I lunch box e le conseguenze sull’occupazione – La segretaria nazionale è molto critica sull’uso del lunch box: “Se si mangia in classe la sanificazione dev’essere fatta prima e dopo il pasto: chi la fa? Il personale mensa o i bidelli? Non solo. Il lunch box ha un effetto sulla tenuta occupazionale delle mense perché si riducono le ore da dedicare al servizio. La preparazione del pasto avviene fuori dalla scuola e a quel punto una serie di passaggi non ci sono. L’effetto è quello di una riduzione dei lavoratori”. Stiamo parlando di un comparto che riguarda 39mila persone oltre a circa 25mila addetti alle pulizie e alla sanificazione. La preoccupazione è condivisa dal segretario nazionale della Cisl Fisascat, Davide Guarini: “La ripresa di molte mense è incerta. Speriamo che non vi siano ripercussioni sul personale che già ha dovuto vivere per mesi con gli ammortizzatori sociali”.

Il rischio sprechi e la “fuga” delle famiglie dal servizio mensa – Chi sta seguendo da vicino la questione è Adriana Bizzarri, responsabile del settore scuola di Cittadinanzattiva: “Siamo in ansia perché in molte scuole il servizio partirà in ritardo o forse non comincerà nemmeno. Il lunch box, inoltre, doveva essere una misura residuale e invece sembra che in molti istituti sia usato per tutte le classi. Abbiamo calcolato che con le monoporzioni si arriverebbe ad un 50% di cibo scartato e a uno spreco di plastica pari a undici chili all’anno per ciascun bambino. Se, poi, aumenteranno le tariffe dovremo fare i conti con un esodo dei genitori dalla mensa”. Una “fuga” che si sta già registrando: l’idea che i bambini debbano pranzare seduti a un metro di distanza e dopo la mensa non possano giocare tra loro ha convinto molte famiglie a non iscrivere il figlio al servizio. Sabina Calogero, mamma e coordinatrice nazionale delle commissioni mensa, è preoccupata della qualità del cibo: “Avremo a che fare con piatti unici e freddi per il lunch box. E’ chiaro che se aumenteranno le tariffe molti genitori sceglieranno l’opzione del pasto da casa”. Ciò che è certo è che il menù cambierà: le società di ristorazione stanno pensando a più lasagne e meno minestre e all’acqua in bottiglietta anziché in caraffa.

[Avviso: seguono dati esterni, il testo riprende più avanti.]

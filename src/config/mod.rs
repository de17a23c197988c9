pub mod platform;
pub use platform::PlatformCredentialsConfig;

use crate::credentials::{validate_key, DEFAULT_ALGORITHM};
use crate::error::{OAuthError, OAuthResult};
use crate::oauth::Platform;
use serde::Deserialize;
use std::collections::BTreeMap;

/// Complete service configuration.
///
/// Secrets (encryption key, client credentials) only come from the
/// environment. The optional TOML file carries the non-secret settings.
#[derive(Debug, Clone)]
pub struct AppConfig {
    pub environment: Environment,
    pub encryption: EncryptionConfig,
    pub oauth: OAuthSettings,
    pub http: HttpConfig,
    pub server: ServerConfig,
    pub platforms: BTreeMap<Platform, PlatformCredentialsConfig>,
}

#[derive(Debug, Clone, Copy, PartialEq, Eq)]
pub enum Environment {
    Development,
    Production,
}

impl Environment {
    fn parse(value: Option<&str>) -> Self {
        match value.map(|v| v.trim().to_lowercase()) {
            Some(v) if v == "production" || v == "prod" => Environment::Production,
            _ => Environment::Development,
        }
    }

    pub fn is_production(&self) -> bool {
        matches!(self, Environment::Production)
    }
}

/// Token encryption settings
#[derive(Clone)]
pub struct EncryptionConfig {
    /// Hex-encoded key, at least 64 characters
    pub key: String,
    pub algorithm: String,
}

impl std::fmt::Debug for EncryptionConfig {
    fn fmt(&self, f: &mut std::fmt::Formatter<'_>) -> std::fmt::Result {
        f.debug_struct("EncryptionConfig")
            .field("key", &"[REDACTED]")
            .field("algorithm", &self.algorithm)
            .finish()
    }
}

/// OAuth flow settings
#[derive(Debug, Clone, Deserialize)]
pub struct OAuthSettings {
    /// How long an issued state stays valid (seconds)
    #[serde(default = "default_state_ttl")]
    pub state_ttl_seconds: i64,
    /// How often the background sweep drops expired states (seconds)
    #[serde(default = "default_cleanup_interval")]
    pub state_cleanup_interval_seconds: u64,
    /// Application UI that callbacks redirect back to
    #[serde(default = "default_frontend_url")]
    pub frontend_url: String,
}

fn default_state_ttl() -> i64 {
    600
}

fn default_cleanup_interval() -> u64 {
    60
}

fn default_frontend_url() -> String {
    "http://localhost:3000".to_string()
}

impl Default for OAuthSettings {
    fn default() -> Self {
        Self {
            state_ttl_seconds: default_state_ttl(),
            state_cleanup_interval_seconds: default_cleanup_interval(),
            frontend_url: default_frontend_url(),
        }
    }
}

/// Outbound HTTP settings
#[derive(Debug, Clone, Deserialize)]
pub struct HttpConfig {
    /// Bound on every provider call (seconds)
    #[serde(default = "default_timeout")]
    pub timeout_seconds: u64,
}

fn default_timeout() -> u64 {
    15
}

impl Default for HttpConfig {
    fn default() -> Self {
        Self {
            timeout_seconds: default_timeout(),
        }
    }
}

/// API server settings
#[derive(Debug, Clone, Deserialize)]
pub struct ServerConfig {
    #[serde(default = "default_port")]
    pub port: u16,
    /// Public base URL used to build default redirect URIs
    #[serde(default = "default_public_url")]
    pub public_url: String,
}

fn default_port() -> u16 {
    3001
}

fn default_public_url() -> String {
    "http://localhost:3001".to_string()
}

impl Default for ServerConfig {
    fn default() -> Self {
        Self {
            port: default_port(),
            public_url: default_public_url(),
        }
    }
}

/// Non-secret settings loadable from TOML
#[derive(Debug, Clone, Default, Deserialize)]
pub struct FileConfig {
    #[serde(default)]
    pub oauth: OAuthSettings,
    #[serde(default)]
    pub http: HttpConfig,
    #[serde(default)]
    pub server: ServerConfig,
}

/// Load non-secret settings from a TOML file
pub fn load_config(path: &str) -> OAuthResult<FileConfig> {
    let contents = std::fs::read_to_string(path).map_err(|e| {
        OAuthError::configuration(format!("Failed to read config file {}: {}", path, e))
    })?;
    toml::from_str(&contents)
        .map_err(|e| OAuthError::configuration(format!("Invalid config file {}: {}", path, e)))
}

impl AppConfig {
    /// Build from process environment variables, reading the TOML file named
    /// by `SOCIALINK_CONFIG` first when set.
    pub fn from_env() -> OAuthResult<Self> {
        let file = match std::env::var("SOCIALINK_CONFIG") {
            Ok(path) => load_config(&path)?,
            Err(_) => FileConfig::default(),
        };
        Self::from_vars(file, |key| std::env::var(key).ok())
    }

    /// Build from a file config plus an environment lookup.
    ///
    /// Environment values override file values. A missing, short or non-hex
    /// `ENCRYPTION_KEY` is always fatal; missing client credentials are
    /// fatal only in production.
    pub fn from_vars<F>(file: FileConfig, var: F) -> OAuthResult<Self>
    where
        F: Fn(&str) -> Option<String>,
    {
        let environment = Environment::parse(var("APP_ENV").as_deref());

        let key = var("ENCRYPTION_KEY")
            .filter(|k| !k.trim().is_empty())
            .ok_or_else(|| OAuthError::configuration("ENCRYPTION_KEY is required"))?;
        validate_key(&key)?;
        let encryption = EncryptionConfig {
            key,
            algorithm: var("ENCRYPTION_ALGORITHM").unwrap_or_else(|| DEFAULT_ALGORITHM.to_string()),
        };

        let mut oauth = file.oauth;
        if let Some(v) = var("OAUTH_STATE_TTL_SECONDS").and_then(|v| v.parse::<i64>().ok()) {
            oauth.state_ttl_seconds = v;
        }
        if let Some(v) = var("FRONTEND_URL") {
            oauth.frontend_url = v;
        }

        let mut http = file.http;
        if let Some(v) = var("HTTP_TIMEOUT_SECONDS").and_then(|v| v.parse::<u64>().ok()) {
            http.timeout_seconds = v;
        }

        let mut server = file.server;
        if let Some(v) = var("API_PORT").and_then(|v| v.parse::<u16>().ok()) {
            server.port = v;
        }
        if let Some(v) = var("PUBLIC_URL") {
            server.public_url = v;
        }

        let mut platforms = BTreeMap::new();
        for platform in Platform::ALL {
            if let Some(credentials) =
                PlatformCredentialsConfig::from_vars(platform, environment, &server.public_url, &var)?
            {
                platforms.insert(platform, credentials);
            }
        }

        Ok(Self {
            environment,
            encryption,
            oauth,
            http,
            server,
            platforms,
        })
    }
}

#[cfg(test)]
mod tests {
    use super::*;
    use std::collections::HashMap;
    use std::io::Write;

    const KEY: &str = "000102030405060708090a0b0c0d0e0f101112131415161718191a1b1c1d1e1f";

    fn lookup(pairs: &[(&str, &str)]) -> impl Fn(&str) -> Option<String> {
        let vars: HashMap<String, String> = pairs
            .iter()
            .map(|(k, v)| (k.to_string(), v.to_string()))
            .collect();
        move |key| vars.get(key).cloned()
    }

    #[test]
    fn test_defaults() {
        let config = AppConfig::from_vars(FileConfig::default(), lookup(&[("ENCRYPTION_KEY", KEY)]))
            .unwrap();
        assert_eq!(config.environment, Environment::Development);
        assert_eq!(config.encryption.algorithm, "aes-256-gcm");
        assert_eq!(config.oauth.state_ttl_seconds, 600);
        assert_eq!(config.http.timeout_seconds, 15);
        assert_eq!(config.server.port, 3001);
        assert!(config.platforms.is_empty());
    }

    #[test]
    fn test_missing_encryption_key_is_fatal() {
        let err = AppConfig::from_vars(FileConfig::default(), lookup(&[])).unwrap_err();
        assert!(err.to_string().contains("ENCRYPTION_KEY"));

        let err = AppConfig::from_vars(FileConfig::default(), lookup(&[("ENCRYPTION_KEY", "abcd")]))
            .unwrap_err();
        assert!(matches!(err, OAuthError::Configuration { .. }));

        let not_hex = "g".repeat(64);
        let err = AppConfig::from_vars(FileConfig::default(), lookup(&[("ENCRYPTION_KEY", &not_hex)]))
            .unwrap_err();
        assert!(err.to_string().contains("hex"));

        let non_ascii = format!("{}é", "a".repeat(63));
        let err = AppConfig::from_vars(FileConfig::default(), lookup(&[("ENCRYPTION_KEY", &non_ascii)]))
            .unwrap_err();
        assert!(matches!(err, OAuthError::Configuration { .. }));
    }

    #[test]
    fn test_env_overrides() {
        let config = AppConfig::from_vars(
            FileConfig::default(),
            lookup(&[
                ("ENCRYPTION_KEY", KEY),
                ("OAUTH_STATE_TTL_SECONDS", "900"),
                ("HTTP_TIMEOUT_SECONDS", "5"),
                ("FRONTEND_URL", "https://app.example.com"),
                ("TIKTOK_CLIENT_ID", "tt_key"),
                ("TIKTOK_CLIENT_SECRET", "tt_secret"),
            ]),
        )
        .unwrap();

        assert_eq!(config.oauth.state_ttl_seconds, 900);
        assert_eq!(config.http.timeout_seconds, 5);
        assert_eq!(config.oauth.frontend_url, "https://app.example.com");

        let tiktok = &config.platforms[&Platform::Tiktok];
        assert_eq!(tiktok.client_id, "tt_key");
        assert_eq!(
            tiktok.redirect_uri,
            "http://localhost:3001/api/oauth/tiktok/callback"
        );
        assert_eq!(config.platforms.len(), 1);
    }

    #[test]
    fn test_config_file() {
        let mut file = tempfile::NamedTempFile::new().unwrap();
        writeln!(
            file,
            r#"
            [oauth]
            state_ttl_seconds = 300
            frontend_url = "https://dashboard.example.com"

            [http]
            timeout_seconds = 30
            "#
        )
        .unwrap();

        let file_config = load_config(file.path().to_str().unwrap()).unwrap();
        assert_eq!(file_config.oauth.state_ttl_seconds, 300);
        assert_eq!(file_config.http.timeout_seconds, 30);
        assert_eq!(file_config.server.port, 3001); // Default

        let config = AppConfig::from_vars(file_config, lookup(&[("ENCRYPTION_KEY", KEY)])).unwrap();
        assert_eq!(config.oauth.frontend_url, "https://dashboard.example.com");
    }

    #[test]
    fn test_missing_config_file() {
        assert!(load_config("/nonexistent/socialink.toml").is_err());
    }
}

A Milano refettorio o soluzioni miste, ma senza lunch box – Intanto nel capoluogo lombardo il servizio mensa è già partito lunedì con la scuola dell’infanzia, ma Milano Ristorazione che fornisce 80mila pasti al giorno è pronta ad affrontare anche la ripartenza del 14: “In più del 50% delle scuole – spiega il presidente della società Bernardo Notarangelo – si mangerà in refettorio conservando le distanze con più turni; qualche istituto avrà una soluzione mista, refettorio più aula; in qualche caso (meno del 10%) si mangia solo in classe”. Ma attenzione: Milano Ristorazione ha scelto di non adottare la formula lunch box. “Il pasto – spiega Notarangelo – sarà completo, buono, sano, educativo e giusto per tutti”. Il presidente assicura anche che le tariffe non saranno aumentate. I genitori si aspettano in ogni caso di ricominciare con la mensa. Secondo una recente indagine condotta da SWG per l’osservatorio permanente di Cirfood il 78% delle famiglie vuole la ripartenza con il servizio di ristorazione, meglio se in refettorio.